= Ranko Radović =

Ranko Radović (August 18, 1935 – February 16, 2005) was a Montenegrin and Yugoslav architect, professor and theoretician of architecture. He taught contemporary architecture and urbanism at the University of Belgrade Faculty of Architecture between 1972 and 1992. In 1996 he founded the Novi Sad School of Architecture, a division within the University of Novi Sad.

Ranko Radović was the president of the International Federation for Housing and Planning between 1984 and 1992.

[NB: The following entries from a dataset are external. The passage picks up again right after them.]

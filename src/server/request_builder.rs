//! Wire request to servlet request
//!
//! Runs on a blocking worker since file parts are written to disk.

use crate::error::{MultipartError, RequestError};
use crate::http::{cookie, multipart, params};
use crate::servlet::{HttpRequest, UploadedFile};
use hyper::body::Bytes;
use hyper::header::{CONTENT_TYPE, COOKIE};
use hyper::http::request::Parts;
use std::collections::HashMap;
use std::net::SocketAddr;
use std::path::Path;

/// Build the servlet request from the head and the fully read body
///
/// Multipart file parts are stored under `temp_dir`; parts with an empty
/// file name (a file input left blank) are skipped.
pub fn build_request(
    parts: &Parts,
    body: Bytes,
    remote_addr: SocketAddr,
    temp_dir: &Path,
) -> Result<HttpRequest, RequestError> {
    let mut request = HttpRequest::new(parts.method.clone(), parts.uri.path());
    request.set_query(parts.uri.query().map(ToString::to_string));
    if let Some(query) = parts.uri.query() {
        request.set_get_params(params::parse_query(query));
    }
    request.set_version(parts.version);
    request.set_remote_addr(remote_addr);

    let cookies: HashMap<String, String> = parts
        .headers
        .get_all(COOKIE)
        .iter()
        .filter_map(|v| v.to_str().ok())
        .flat_map(|v| cookie::parse_cookie_header(v).into_iter())
        .collect();
    request.set_cookies(cookies);

    let content_type = parts
        .headers
        .get(CONTENT_TYPE)
        .and_then(|v| v.to_str().ok())
        .unwrap_or_default();

    if is_multipart(content_type) {
        let boundary = multipart::parse_boundary(content_type).ok_or(MultipartError::MissingBoundary)?;
        let mut fields = HashMap::new();
        for part in multipart::split_parts(&body, &boundary)? {
            match part.headers.file_name() {
                Some("") => {}
                Some(_) => {
                    let file = UploadedFile::create(&part.headers, &part.data, temp_dir)?;
                    request.add_uploaded_file(file);
                }
                None => {
                    fields.insert(
                        part.headers.name().to_string(),
                        String::from_utf8_lossy(&part.data).into_owned(),
                    );
                }
            }
        }
        request.set_post_params(fields);
    } else if params::is_form_urlencoded(content_type) {
        request.set_post_params(params::parse_query(&String::from_utf8_lossy(&body)));
    }

    request.set_headers(parts.headers.clone());
    request.set_body(body);
    Ok(request)
}

fn is_multipart(content_type: &str) -> bool {
    content_type
        .split(';')
        .next()
        .is_some_and(|t| t.trim().eq_ignore_ascii_case("multipart/form-data"))
}
//! Servlet processing
//!
//! Component traits, the request/response pair handed to them, sessions,
//! uploaded files, the per-request filter chain and the instance cache that
//! keeps one initialized component per (class, context).

mod container;
mod context;
mod filter_chain;
mod registry;
mod request;
mod response;
mod session;
mod uploaded_file;

use crate::error::ServletError;
use std::sync::Arc;

pub use container::ServletContainer;
pub use context::{ServletContext, ServletContextBuilder, DEFAULT_SESSION_TIMEOUT_SECS};
pub use filter_chain::{ChainState, FilterChain};
pub use registry::ComponentRegistry;
pub use request::HttpRequest;
pub use response::{HttpResponse, ResponseHead, ResponseSink};
pub use session::{HttpSession, InMemorySessionStorage, SessionStorage, SESSION_COOKIE_NAME};
pub use uploaded_file::UploadedFile;

/// Application request handler
///
/// One instance serves every request of its context concurrently, so any
/// internal state needs its own synchronization.
pub trait Servlet: Send + Sync {
    /// Called once, before the first request
    fn init(&mut self, _config: &ServletConfig) -> Result<(), ServletError> {
        Ok(())
    }

    fn service(&self, request: &mut HttpRequest, response: &mut HttpResponse) -> Result<(), ServletError>;

    /// Called once on shutdown
    fn destroy(&self) {}
}

/// Interceptor run before the servlet
///
/// A filter continues the chain by calling [`FilterChain::do_filter`]; not
/// calling it ends the request without reaching the servlet.
pub trait Filter: Send + Sync {
    fn init(&mut self, _config: &FilterConfig) -> Result<(), ServletError> {
        Ok(())
    }

    fn do_filter(
        &self,
        request: &mut HttpRequest,
        response: &mut HttpResponse,
        chain: &mut FilterChain,
    ) -> Result<(), ServletError>;

    fn destroy(&self) {}
}

/// Initialization data handed to a component
#[derive(Debug, Clone)]
pub struct ServletConfig {
    class_name: String,
    context: Arc<ServletContext>,
}

/// Filters are configured the same way servlets are
pub type FilterConfig = ServletConfig;

impl ServletConfig {
    pub fn new(class_name: &str, context: Arc<ServletContext>) -> Self {
        Self {
            class_name: class_name.to_string(),
            context,
        }
    }

    /// Class identifier the component was registered under
    pub fn class_name(&self) -> &str {
        &self.class_name
    }

    pub const fn servlet_context(&self) -> &Arc<ServletContext> {
        &self.context
    }

    /// Context-level init parameter
    pub fn init_parameter(&self, name: &str) -> Option<&str> {
        self.context.init_parameter(name)
    }
}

Although Radović has never been seriously interested in politics, in January 2003 he was elected into the government of Montenegro to the post of Minister of Ecology and Urbanism. In this capacity he was noted of originality. For example, his official ministerial vehicle was a bicycle. When he resigned from the post in September 2003, he donated his "official bicycle" to the best student of an elementary school in Podgorica.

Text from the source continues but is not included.